I cannot understand some of the recent Supreme Court decisions.  Some of the justices seem to have read another constitution than the one I have studied and treasured throughout my academic life.  The interpretations about the political process beginning with the Citizens decision seem to negate my ideas about equal rights.  How can a corporation be a person?  When people are ill, they seek medical help; they don’t get government bailouts.  When people miss mortgage payments, they lose their houses.  When big banks lost money on mortgage gambling, tax payers came to their rescue.  They are too big to fail.  People are too small to be saved?

According to the first definition of person in Miriam Webster, a person is a human being.  A corporation is not a living human being and therefore, cannot be a person.  A corporation cannot vote, even after it has given all the money it wants to skew the political process.  Nonetheless, even though it cannot literally vote, it can buy votes.

How can money be speech?  First of all, money is not free, and not everyone has the same amount.  Does that mean that a full-time minimum wage earner making a little over $15,000 a year can talk as loudly, metaphorically speaking, as Bank of America’s CEO whose yearly compensation is $24.8 million?  When these figures are seen, even saying that money is speech is absurd.  Mitch McConnell is the Senator of Kentucky, and every time I’ve heard him equate money and speech, I am astounded as he should know the reality of poverty’s hardships well.  Kentucky is in the top five states in terms of poverty.  How can a representative of my home state say, “Money is speech,” as he is wont to do, when he should know what the out-of-work coal miner makes? 

And finally, how could SCOTUS so weaken the Voting Rights Act of 1968 by declaring that it is no longer as needed?  At this point, over 20 Red States have enacted new voting laws that make it difficult for inner-city residents to vote, even if they have voted numerous times in the past.  They have no need of a driver’s license, which is required for voting in many states, even though they may have numerous, verifiable photo ID’s. Some of the elderly either have never had a birth certificate either because they were born at home or have long ago misplaced the one that they had.  Not in the least surprising is that most of those for whom voting has been made more difficult lean toward the Democrats.  It is absolutely loathsome when Republican governors like Florida’s Gov. Scott shorten voting days and polling areas in Democratic-leaning neighborhoods, especially after evidence of long waiting lines and vote times in the last elections.  Florida’s ballot is often pages long, stuffed with amendments from the sublime to the ridiculous, and it takes the conscientious voter more than a moment to cast a vote.
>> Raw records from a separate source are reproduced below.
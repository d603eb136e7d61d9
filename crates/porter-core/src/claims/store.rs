//! # Installation Store
//!
//! Typed access to the installation, run, result and output collections,
//! plus credential and parameter sets.
//!
//! Every read and write path first checks the store's schema document. A
//! store written by an older schema yields `MigrationRequired` until it is
//! migrated; nothing is read or written in the meantime.

use super::{Installation, Output, ResultStatus, Run, RunResult, StrategySet};
use crate::primitives::{
    COLLECTION_CONFIG, COLLECTION_CREDENTIALS, COLLECTION_INSTALLATIONS, COLLECTION_OUTPUTS,
    COLLECTION_PARAMETERS, COLLECTION_RESULTS, COLLECTION_RUNS, OUTPUT_INVOCATION_IMAGE_LOGS,
    SCHEMA_DOCUMENT_ID, STORE_SCHEMA_VERSION,
};
use crate::reference::parse_semver;
use crate::storage::{
    Filter, FindOptions, ID_FIELD, Index, MigratingStore, Stage, Store, from_document,
    to_document,
};
use crate::types::{PorterError, Result};
use serde::{Deserialize, Serialize};
use std::collections::BTreeMap;
use std::sync::{Arc, OnceLock};
use tracing::{debug, info, warn};

/// The `config/schema` document.
#[derive(Debug, Clone, PartialEq, Eq, Serialize, Deserialize)]
pub struct StoreSchema {
    #[serde(rename = "_id")]
    pub id: String,
    pub installations: String,
}

/// Filters for listing installations.
#[derive(Debug, Clone, Default, PartialEq, Eq)]
pub struct ListOptions {
    /// `None` lists every namespace; `Some("")` is the global namespace.
    pub namespace: Option<String>,
    pub name: Option<String>,
    pub labels: BTreeMap<String, String>,
    pub skip: usize,
    pub limit: usize,
}

impl ListOptions {
    pub fn in_namespace(namespace: impl Into<String>) -> Self {
        Self {
            namespace: Some(namespace.into()),
            ..Self::default()
        }
    }

    fn filter(&self) -> Filter {
        let mut f = Filter::all();
        if let Some(ns) = &self.namespace {
            f = f.with("namespace", ns.as_str());
        }
        if let Some(name) = &self.name {
            f = f.with("name", name.as_str());
        }
        for (k, v) in &self.labels {
            f = f.with(&format!("labels.{k}"), v.as_str());
        }
        f
    }
}

/// Typed installation records over a document store.
pub struct InstallationStore {
    store: Arc<dyn Store>,
    verified: OnceLock<()>,
}

impl std::fmt::Debug for InstallationStore {
    fn fmt(&self, f: &mut std::fmt::Formatter<'_>) -> std::fmt::Result {
        f.debug_struct("InstallationStore")
            .field("verified", &self.verified.get().is_some())
            .finish_non_exhaustive()
    }
}

fn installation_filter(namespace: &str, installation: &str) -> Filter {
    Filter::all()
        .with("namespace", namespace)
        .with("installation", installation)
}
impl VersionRanges {
    pub fn parse(ranges: &str) -> Result<Self> {
        let mut alternatives = Vec::new();
        for alt in ranges.split("||").map(str::trim).filter(|a| !a.is_empty()) {
            let exact = alt.starts_with(|c: char| c.is_ascii_digit())
                && !alt.contains(['x', 'X', '*', ',', ' ']);
            let normalized = if exact { format!("={alt}") } else { alt.to_string() };
            let req = semver::VersionReq::parse(&normalized).map_err(|e| {
                PorterError::Validation(format!("invalid version constraint {alt:?}: {e}"))
            })?;
            alternatives.push(req);
        }
        if alternatives.is_empty() {
            return Err(PorterError::Validation(format!(
                "invalid version constraint {ranges:?}: no ranges"
            )));
        }
        Ok(Self { alternatives })
    }

    pub fn matches(&self, version: &semver::Version, allow_prereleases: bool) -> bool {
        if !version.pre.is_empty() && !allow_prereleases {
            return false;
        }
        let release = semver::Version::new(version.major, version.minor, version.patch);
        self.alternatives
            .iter()
            .any(|req| req.matches(version) || (allow_prereleases && req.matches(&release)))
    }

    /// True when any alternative names a prerelease explicitly.
    pub fn mentions_prerelease(&self) -> bool {
        self.alternatives
            .iter()
            .any(|req| req.comparators.iter().any(|c| !c.pre.is_empty()))
    }
}

#[cfg(test)]
mod tests {
    use super::*;

    const DIGEST: &str = "sha256:8b06c3da72dc9fa7002b9bc1f73a7421b4287c9cf0d3b08633287473707f9a63";

    #[test]
    fn official_image_is_normalised() {
        let r = OCIReference::parse("alpine").expect("parse");
        assert_eq!(r.registry(), "docker.io");
        assert_eq!(r.path(), "library/alpine");
        assert_eq!(r.repository(), "alpine");
        assert_eq!(r.to_string(), "alpine");
        assert!(r.is_repository_only());
    }

    #[test]
    fn familiar_form_drops_default_registry() {
        let r = OCIReference::parse("docker.io/getporter/mysql:v0.1.0").expect("parse");
        assert_eq!(r.to_string(), "getporter/mysql:v0.1.0");
        let legacy = OCIReference::parse("index.docker.io/library/alpine:3").expect("parse");
        assert_eq!(legacy.to_string(), "alpine:3");
    }

    #[test]
    fn custom_registry_with_port() {
        let r = OCIReference::parse("localhost:5000/myorg/app:1.0").expect("parse");
        assert_eq!(r.registry(), "localhost:5000");
        assert_eq!(r.repository(), "localhost:5000/myorg/app");
        assert_eq!(r.tag(), Some("1.0"));
    }

    #[test]
    fn tagged_and_digested() {
        let s = format!("ghcr.io/getporter/hello:v1.0.0@{DIGEST}");
        let r = OCIReference::parse(&s).expect("parse");
        assert_eq!(r.tag(), Some("v1.0.0"));
        assert_eq!(r.digest(), Some(DIGEST));
        assert_eq!(r.to_string(), s);
    }

    #[test]
    fn malformed_digest_is_distinguished() {
        let err = OCIReference::parse("getporter/hello@sha256:abc").expect_err("bad digest");
        assert!(matches!(err, PorterError::InvalidDigest { .. }));
    }

    #[test]
    fn malformed_name_is_invalid_reference() {
        for bad in ["", "Getporter/Hello", "getporter/hello:", "getporter//hello"] {
            let err = OCIReference::parse(bad).expect_err(bad);
            assert!(matches!(err, PorterError::InvalidReference { .. }), "{bad}");
        }
    }

    #[test]
    fn versions() {
        let r = OCIReference::parse("getporter/mysql:v1.2.3").expect("parse");
        assert_eq!(r.version(), Some(semver::Version::new(1, 2, 3)));
        let latest = OCIReference::parse("getporter/mysql:latest").expect("parse");
        assert!(!latest.has_version());
        let pinned = latest.with_version("0.2.0").expect("version");
        assert_eq!(pinned.tag(), Some("v0.2.0"));
        assert_eq!(latest.tag(), Some("latest"));
    }

    #[test]
    fn lenient_semver() {
        assert_eq!(parse_semver("v1.2"), Some(semver::Version::new(1, 2, 0)));
        assert_eq!(parse_semver("3"), Some(semver::Version::new(3, 0, 0)));
        assert!(parse_semver("1.2.0-beta.1").is_some_and(|v| !v.pre.is_empty()));
        assert_eq!(parse_semver("latest"), None);
    }

    #[test]
    fn version_ranges() {
        let ranges = VersionRanges::parse("1.0.0-alpha.1 || 1.0.0").expect("ranges");
        assert!(ranges.matches(&semver::Version::new(1, 0, 0), false));
        assert!(!ranges.matches(&semver::Version::new(1, 0, 1), false));
        assert!(ranges.mentions_prerelease());
        let pre = parse_semver("1.0.0-alpha.1").expect("pre");
        assert!(ranges.matches(&pre, true));
        assert!(!ranges.matches(&pre, false));

        let caret = VersionRanges::parse("^5.7").expect("caret");
        assert!(caret.matches(&semver::Version::new(5, 9, 1), false));
        assert!(!caret.matches(&semver::Version::new(6, 0, 0), false));
        assert!(VersionRanges::parse("").is_err());
    }

    #[test]
    fn with_digest_validates() {
        let r = OCIReference::parse("getporter/hello:v1").expect("parse");
        assert!(r.with_digest("nope").is_err());
        let pinned = r.with_digest(DIGEST).expect("digest");
        assert!(pinned.has_digest());
        assert!(!r.has_digest());
    }

    #[test]
    fn json_round_trip() {
        let r = OCIReference::parse("getporter/hello:v1.0.0").expect("parse");
        let json = serde_json::to_string(&r).expect("encode");
        assert_eq!(json, "\"getporter/hello:v1.0.0\"");
        let back: OCIReference = serde_json::from_str(&json).expect("decode");
        assert_eq!(back, r);
    }
}
//! # Porter CLI Module
//!
//! This module implements the command line interface for Porter.
//!
//! ## Available Commands
//!
//! - `build` - Validate the manifest and write the bundle descriptor
//! - `install`, `upgrade`, `uninstall`, `invoke` - Run a bundle action
//! - `lint` - Check the manifest with every mixin that lints
//! - `schema` - Print the manifest schema contributed by the installed mixins
//! - `version` - Print the version, optionally with system details
//! - `installations` - Inspect and delete installation records
//! - `credentials`, `parameters` - Manage credential and parameter sets
//! - `mixins` - List installed mixins

mod commands;

use clap::{Args, Parser, Subcommand};
use porter_core::{ConfigOverrides, OutputFormat, PorterError};
use std::path::PathBuf;
use tokio_util::sync::CancellationToken;

pub use commands::*;

// =============================================================================
// CLI STRUCTURE
// =============================================================================

/// Porter - build, publish and run CNAB bundles
#[derive(Parser, Debug)]
#[command(name = "porter")]
#[command(version, about, long_about = None)]
pub struct Cli {
    /// Enable debug logging and mixin debug output
    #[arg(long, global = true)]
    pub debug: bool,

    /// Output format: plaintext or json
    #[arg(short, long, global = true, value_parser = parse_output)]
    pub output: Option<OutputFormat>,

    /// Namespace of the installation and its sets
    #[arg(short, long, global = true)]
    pub namespace: Option<String>,

    /// Porter home directory (defaults to $PORTER_HOME, then ~/.porter)
    #[arg(long, global = true)]
    pub home: Option<PathBuf>,

    /// Enable an experimental feature, e.g. dependencies-v2
    #[arg(long, global = true, value_delimiter = ',')]
    pub experimental: Vec<String>,

    #[command(subcommand)]
    pub command: Commands,
}

impl Cli {
    /// Configuration values given explicitly on the command line.
    pub fn overrides(&self) -> ConfigOverrides {
        ConfigOverrides {
            home: self.home.clone(),
            namespace: self.namespace.clone(),
            debug: self.debug.then_some(true),
            output: self.output,
            experimental: (!self.experimental.is_empty()).then(|| self.experimental.clone()),
        }
    }
}

fn parse_output(s: &str) -> Result<OutputFormat, String> {
    s.parse().map_err(|e: PorterError| e.to_string())
}

/// Available CLI commands.
#[derive(Subcommand, Debug)]
pub enum Commands {
    /// Build the bundle descriptor and Dockerfile from the manifest
    Build {
        /// Path to the porter manifest
        #[arg(short, long, default_value = porter_core::manifest::MANIFEST_FILE)]
        file: PathBuf,
    },

    /// Install a new installation of a bundle
    Install(ActionArgs),

    /// Upgrade an installation
    Upgrade(ActionArgs),

    /// Uninstall an installation
    Uninstall {
        #[command(flatten)]
        args: ActionArgs,

        /// Remove the installation records after a successful uninstall
        #[arg(long)]
        delete: bool,
    },

    /// Invoke a custom action on an installation
    Invoke {
        #[command(flatten)]
        args: ActionArgs,

        /// Custom action to invoke
        #[arg(long)]
        action: String,
    },

    /// Lint the manifest
    Lint {
        /// Path to the porter manifest
        #[arg(short, long, default_value = porter_core::manifest::MANIFEST_FILE)]
        file: PathBuf,
    },

    /// Print the manifest schema, including the installed mixins' step schemas
    Schema,

    /// Print the client version
    Version {
        /// Include system details and installed mixins
        #[arg(long)]
        system: bool,
    },

    /// Installation commands
    #[command(subcommand)]
    Installations(InstallationCommands),

    /// Credential set commands
    #[command(subcommand)]
    Credentials(SetCommands),

    /// Parameter set commands
    #[command(subcommand)]
    Parameters(SetCommands),

    /// Mixin commands
    #[command(subcommand)]
    Mixins(MixinCommands),
}

/// Flags shared by every bundle action.
#[derive(Args, Debug, Clone, Default)]
pub struct ActionArgs {
    /// Installation name (defaults to the bundle name)
    pub installation: Option<String>,

    /// Path to the porter manifest
    #[arg(short, long)]
    pub file: Option<PathBuf>,

    /// Published bundle to use instead of a manifest
    #[arg(short, long)]
    pub reference: Option<String>,

    /// Parameter override NAME=VALUE, or DEPENDENCY#NAME=VALUE
    #[arg(long = "param")]
    pub params: Vec<String>,

    /// Parameter set to apply
    #[arg(short = 'p', long = "parameter-set")]
    pub parameter_sets: Vec<String>,

    /// Credential set to apply
    #[arg(short = 'c', long = "cred")]
    pub credential_sets: Vec<String>,

    /// Label KEY=VALUE to add to the installation
    #[arg(short, long = "label")]
    pub labels: Vec<String>,

    /// Re-pull the bundle and repeat an install that already succeeded
    #[arg(long)]
    pub force: bool,
}

#[derive(Subcommand, Debug)]
pub enum InstallationCommands {
    /// List installations
    List {
        /// List installations in every namespace
        #[arg(long)]
        all_namespaces: bool,

        /// Only installations with this label KEY=VALUE
        #[arg(short, long = "label")]
        labels: Vec<String>,
    },

    /// Show an installation
    Show { name: String },

    /// Show the outputs of the last run of an installation
    Outputs { name: String },

    /// Show the logs of the last run of an installation
    Logs { name: String },

    /// Delete an installation and its history
    Delete { name: String },
}

#[derive(Subcommand, Debug)]
pub enum SetCommands {
    /// Create or update a set from a JSON or YAML file
    Apply { file: PathBuf },

    /// List sets
    List,

    /// Show a set
    Show { name: String },

    /// Delete a set
    Delete { name: String },
}

#[derive(Subcommand, Debug)]
pub enum MixinCommands {
    /// List installed mixins
    List,
}

// =============================================================================
// COMMAND EXECUTION
// =============================================================================

/// Execute the CLI with parsed arguments.
pub async fn execute(cli: Cli, cancel: CancellationToken) -> porter_core::Result<()> {
    let app = App::load(&cli.overrides())?;

    match cli.command {
        Commands::Build { file } => cmd_build(&app, &cancel, &file).await,
        Commands::Install(args) => cmd_action(&app, &cancel, "install", &args, false).await,
        Commands::Upgrade(args) => cmd_action(&app, &cancel, "upgrade", &args, false).await,
        Commands::Uninstall { args, delete } => {
            cmd_action(&app, &cancel, "uninstall", &args, delete).await
        }
        Commands::Invoke { args, action } => {
            cmd_action(&app, &cancel, &action, &args, false).await
        }
        Commands::Lint { file } => cmd_lint(&app, &cancel, &file).await,
        Commands::Schema => cmd_schema(&app, &cancel).await,
        Commands::Version { system } => cmd_version(&app, &cancel, system).await,
        Commands::Installations(command) => cmd_installations(&app, command),
        Commands::Credentials(command) => cmd_sets(&app, porter_core::SetKind::Credentials, command),
        Commands::Parameters(command) => cmd_sets(&app, porter_core::SetKind::Parameters, command),
        Commands::Mixins(MixinCommands::List) => cmd_mixins_list(&app),
    }
}

/// Process exit code for an error: 2 when interrupted, 1 otherwise.
pub fn exit_code(err: &PorterError) -> i32 {
    if err.is_canceled() { 2 } else { 1 }
}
Additionally, his and other GOP governors’ moves to cut Sunday voting directly impacts the African-American community who have long made voting the Sunday before election day—Souls to the Polls--a tradition of long standing.  And Sunday voting also aids those who work six days a week and don’t get leisurely lunch breaks to do with as they please.  To deliberately make it difficult for certain voters and not others is discriminatory without a doubt.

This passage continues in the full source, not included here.